Let’s say you’re an American named Maria living in Southern California. The year is 2006. You make $45,000 and your husband David makes another $40,000. You have two children aged six and four and your two-bedroom apartment is getting too small. So you decide to consider buying a house. Eventually, you and your husband find a new home. Now, granted you know nothing about mortgage finance. But, your guy at New Century Financial hooks you up and with the help of a teaser-rate adjustable rate-mortgage you are able to afford the home. In the end, you shop around and get another bank you consider more reputable to match New Century’s terms. Sale Price $390,000. As you have no money down and roll up some fees into the mortgage, the final mortgage price is $390,000 with a second piggy back mortgage of $10,000 for a grand total of $400,000 of debt.
Fast forward to 2009. The economy is in tatters but you and your husband have your jobs. You’re doing alright. And, as it turns out, you have picked wisely by buying the smallest house on the block in a really up-and-coming neighborhood. The only problem is that house prices in your metro area are down 40%. Your house, while down less, is still down 20% and is only worth $320,000. This is a big worry because your mortgage was a 3-year ARM and the rate is about to go way up.
Enter the federal government’s “Making Home Affordable” plan. Just the other day HUD Secretary Shaun Donovan announced that mortgages owned or guaranteed by Freddie Mac and Fannie Mae can be refinanced up to – get this – 125% loan-to-value. That means, you can take out a refinance loan on your house now valued at $320,000 for up to $400,000. Bingo! That’s exactly what you need to keep your house. Do you do it?
Debtor’s Prison
If you do go ahead, we might as well stick you in the King’s Bench because you are about to find yourself in debtor’s prison. The Blog Seattle Bubble has this nailed (with some nifty charts to boot):
Let’s take a look at some hypothetical home borrowers who currently owe $400,000 in various mortgages with difficult terms or high rates, and whose home is presently worth $320,000. They jump on the new FHFA Home Affordable Refinance Program and refinance into a single 30-year fixed-rate loan at a 5.75% interest rate with a 125% loan-to-value ratio…

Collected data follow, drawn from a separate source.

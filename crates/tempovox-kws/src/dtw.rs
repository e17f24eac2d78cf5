//! Banded dynamic time warping between feature sequences.

use crate::features::FeatureFrame;

/// DTW with a Sakoe-Chiba band and a reusable cost matrix.
///
/// The matrix is a flat `(n+1) x (m+1)` grid; row and column 0 form the
/// virtual origin so the recurrence needs no edge cases. The buffer is kept
/// between calls, so a long-lived matcher stops allocating once it has seen
/// its largest pair.
pub struct Dtw {
    band: usize,
    cost: Vec<f32>,
}

impl Dtw {
    pub fn new(band: usize) -> Self {
        Self {
            band,
            cost: Vec::new(),
        }
    }

    /// Path-length normalized alignment cost between `a` and `b`.
    ///
    /// Returns infinity when either sequence is empty or the lengths differ
    /// by more than the band, which makes grossly mismatched durations
    /// unmatchable regardless of content.
    pub fn distance(&mut self, a: &[FeatureFrame], b: &[FeatureFrame]) -> f32 {
        let n = a.len();
        let m = b.len();
        if n == 0 || m == 0 {
            return f32::INFINITY;
        }
        if n.abs_diff(m) > self.band {
            return f32::INFINITY;
        }

        let cols = m + 1;
        self.cost.clear();
        self.cost.resize((n + 1) * cols, f32::INFINITY);
        self.cost[0] = 0.0;

        for i in 1..=n {
            let lo = i.saturating_sub(self.band).max(1);
            let hi = (i + self.band).min(m);
            for j in lo..=hi {
                let step = self.cost[(i - 1) * cols + (j - 1)]
                    .min(self.cost[(i - 1) * cols + j])
                    .min(self.cost[i * cols + (j - 1)]);
                self.cost[i * cols + j] = frame_distance(&a[i - 1], &b[j - 1]) + step;
            }
        }

        let corner = self.cost[n * cols + m];
        if corner.is_finite() {
            corner / (n + m) as f32
        } else {
            f32::INFINITY
        }
    }

    pub fn band(&self) -> usize {
        self.band
    }
}

/// Squared Euclidean distance between two frames.
fn frame_distance(a: &FeatureFrame, b: &FeatureFrame) -> f32 {
    a.iter()
        .zip(b.iter())
        .map(|(x, y)| {
            let d = x - y;
            d * d
        })
        .sum()
}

With the home value appreciation tweaked to a slightly less rosy scenario, it takes 17 years before our couple can break even selling their house.
Nice, huh? Their comment on this is dead on:
If the goal of this new 125% loan-to-value program is to financially imprison people in their current homes for a decade or more, then it looks like it could be a rousing success. However, I’m not sure how many currently struggling home borrowers would really consider that to be much of a “help.”
I have a post from last year describing circumstances in Japan that are eerily similar. Take a look. It’s called “A cautionary tale: story from 1994 Japan.”
Predatory Lending?
I have another angle too. You’ll notice I mentioned Maria is no financial wizard. She probably does not appreciate the intricacies of mortgage finance. Here are two points to consider.
- In the state of California, you can just walk away because first mortgages on primary residences are non-recourse. That means that the mortgage is only secured against the house you have bought.
- However, in the state of California, refinance mortgages are recourse loans. What does that mean? It means you are on the hook for that loan. You cannot just walk away. The bank can come after you and take your car and the stocks in your E-Trade account. They can garnish your wages. They can even take your clothes and the shirt off your back, literally. The only thing they can’t touch is your 401-K. But it’s down 40% anyway.
Why would you trade a non-recourse loan from which you can walk away for a recourse loan that guarantees you’ll end up as bad as some poor slob at Tappahannock? It doesn’t seem like an incredibly appealing choice, does it?
But, of course, this is a classic case of asymmetric information because you don’t know that you are getting a poor trade, but your bank and the government do. In fact, the bank makes more money this way because of incentives it receives for refinancing these loans – incentives, I might add that come straight from the taxpayer to the bank via the Federal Government (see my post “How refinancing helps the likes of Bank of America and Wells Fargo”).
So, to recap, you get shackled to a house with a recourse loan because you don’t know what the bank and government do. Meanwhile, your bank gets to forgo a writedown (remember, your loan was for the same amount as before). And the bank gets a refinance fee which is goosed by government incentives.
Is this predatory lending? Sure sounds like it to me.